An achingly heartfelt and surprisingly funny memoir about family, grief, and moving forward.
*
When her brother dies from cancer, and then her mother just four months later, Teresa Strasser has no one to mourn with but her irresponsible, cantankerous, trailerpark-dwelling father. He claims not to remember her chaotic childhood, but he's a devoted grandpa, so as her son embarks on his first season pitching in Little League, Teresa and Nelson form a grief group of two in beach chairs lined up behind the first base line.
*
There are no therapeutically trained facilitators and no rules other than those dictated by the Little League of America, and the human heart. For Teresa and her father, the stages of grief are the draft, the regular season, and the playoffs. One season of baseball becomes the framework for a memoir about family, loss, and the fundamentals of baseball and life. They cheer, talk smack about other teams, scream at each other in the parking lot, and care way too much about Little League.
*
Making It Home is a bracingly honest journey through grief, self-doubt, and anxiety armed with humor and optimism. After all, America's pastime may be just a game, but it always leaves room for redemption, even at the bottom of the lineup.

Editorial Reviews

Publishers Weekly

★ 05/15/2023

Essayist Strasser (Exploiting My Baby) hits it out of the park in this wise—and wisecracking—memoir of grief and baseball.

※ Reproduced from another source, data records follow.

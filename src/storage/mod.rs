//! Durable wallet state.
//!
//! `ViewStore` is the repository interface the sync engine writes through.
//! `LocalStore` implements it in memory, optionally mirrored to a JSON file
//! so state survives restarts.

mod local;
mod repository;

pub use local::LocalStore;
pub use repository::{StorageError, ViewStore};
//! Full transactions and the action kinds the view layer cares about.

use serde::{Deserialize, Serialize};

use super::auction::DutchAuctionDescription;
use super::dex::Position;
use super::ids::{AssetId, AuctionId, Nullifier, PositionId, StateCommitment, TransactionId, content_hash};

/// Encoded payment address. Decoding is owned by the scanner.
#[derive(Debug, Clone, PartialEq, Eq, Hash, Serialize, Deserialize)]
pub struct Address(pub String);

impl From<&str> for Address {
	fn from(s: &str) -> Self {
		Address(s.to_string())
	}
}

/// Subaccount index of a wallet address.
#[derive(Debug, Clone, Copy, PartialEq, Eq, Hash, Serialize, Deserialize)]
pub struct AddressIndex {
	pub account: u32,
}

#[derive(Debug, Clone, PartialEq, Eq, Serialize, Deserialize)]
pub struct Value {
	pub amount: u128,
	pub asset_id: AssetId,
}

#[derive(Debug, Clone, PartialEq, Eq, Serialize, Deserialize)]
pub struct Transaction {
	pub actions: Vec<Action>,
	pub expiry_height: u64,
	pub memo: Option<Vec<u8>>,
}

impl Transaction {
	/// Content hash identifying this transaction.
	pub fn id(&self) -> TransactionId {
		TransactionId(content_hash(self))
	}

	/// Nullifiers revealed by spends and swap claims.
	pub fn nullifiers(&self) -> impl Iterator<Item = &Nullifier> {
		self.actions.iter().filter_map(|action| match action {
			Action::Spend { nullifier } | Action::SwapClaim { nullifier, .. } => Some(nullifier),
			_ => None,
		})
	}

	/// Commitments created by outputs, swaps and swap claims.
	pub fn commitments(&self) -> impl Iterator<Item = &StateCommitment> {
		self.actions.iter().flat_map(|action| {
			let commitments: &[StateCommitment] = match action {
				Action::Output { note_commitment } => std::slice::from_ref(note_commitment),
				Action::Swap { swap_commitment } => std::slice::from_ref(swap_commitment),
				Action::SwapClaim {
					output_commitments, ..
				} => output_commitments.as_slice(),
				_ => &[],
			};
			commitments.iter()
		})
	}

	pub fn ibc_relays(&self) -> impl Iterator<Item = &IbcRelay> {
		self.actions.iter().filter_map(|action| match action {
			Action::IbcRelay(relay) => Some(relay),
			_ => None,
		})
	}
}

#[derive(Debug, Clone, PartialEq, Eq, Serialize, Deserialize)]
pub enum Action {
	Spend {
		nullifier: Nullifier,
	},
	Output {
		note_commitment: StateCommitment,
	},
	Swap {
		swap_commitment: StateCommitment,
	},
	SwapClaim {
		nullifier: Nullifier,
		output_commitments: [StateCommitment; 2],
	},
	PositionOpen {
		position: Position,
	},
	PositionClose {
		position_id: PositionId,
	},
	PositionWithdraw {
		position_id: PositionId,
		sequence: u64,
	},
	DutchAuctionSchedule {
		description: DutchAuctionDescription,
	},
	DutchAuctionEnd {
		auction_id: AuctionId,
	},
	DutchAuctionWithdraw {
		auction_id: AuctionId,
		seq: u64,
	},
	IbcRelay(IbcRelay),
	LiquidityTournamentVote {
		/// Asset the vote is cast for.
		incentivized: AssetId,
		/// Delegation tokens backing the vote.
		value: Value,
		rewards_recipient: Address,
	},
}

/// IBC relay messages. Only the packet-carrying variants can concern the
/// wallet.
#[derive(Debug, Clone, PartialEq, Eq, Serialize, Deserialize)]
pub enum IbcRelay {
	RecvPacket(Packet),
	Acknowledgement(Packet),
	Timeout(Packet),
	/// Client, connection and channel handshakes.
	Other { type_url: String },
}

#[derive(Debug, Clone, PartialEq, Eq, Serialize, Deserialize)]
pub struct Packet {
	pub sequence: u64,
	pub source_port: String,
	pub source_channel: String,
	pub destination_port: String,
	pub destination_channel: String,
	/// JSON-encoded ICS-20 payload.
	pub data: Vec<u8>,
}

/// ICS-20 fungible token transfer payload.
#[derive(Debug, Clone, PartialEq, Eq, Serialize, Deserialize)]
pub struct FungibleTokenPacketData {
	pub denom: String,
	pub amount: String,
	pub sender: String,
	pub receiver: String,
	#[serde(default)]
	pub memo: String,
}

impl Packet {
	pub fn token_data(&self) -> Result<FungibleTokenPacketData, serde_json::Error> {
		serde_json::from_slice(&self.data)
	}
}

Four months after the death of her brother, Strasser’s mother dies, too. Reeling from those losses, she and her father, a “former mechanic with no desire to talk death,” become fixtures at her son’s Little League games, which bring them solace and offer tools for processing the tragedies. Strasser leans hard on metaphors about grief resembling baseball (“Hang in there against the pitch. Let the pitch hit you if that’s what physics has in store, and get curious about exactly how and where it stings”), but there’s hardly a foul ball in the bunch. Little League teaches her to attend to the “sliver of hope” in her heart, and that “almost any damage is reversible”; baseball doesn’t “promise a happy ending,” she muses, “but it always leaves room for one.” Wringing a surprising amount of pathos from her central conceit, Strasser transforms her grief into a lighthearted manual for soldiering through loss. Readers need never have set foot on a baseball diamond to get this heartwarming message. Agent: Anthony Mattero, CAA. (June)

From the Publisher

“A MUST READ!”USA Today

"It’s a perfect book for fans of baseball, and also wonderful for those who aren’t.” — Good Housekeeping

“Baseball has always been a way for people to come together.  In Making It Home Teresa and her father used baseball to come together and work through some of the most difficult circumstances we can imagine. This is a story about a team that becomes a family and a family that becomes a team. It is a wonderful book that powerfully captures how we work through life’s challenges with baseball as a backdrop.” – Cal Ripken, Jr.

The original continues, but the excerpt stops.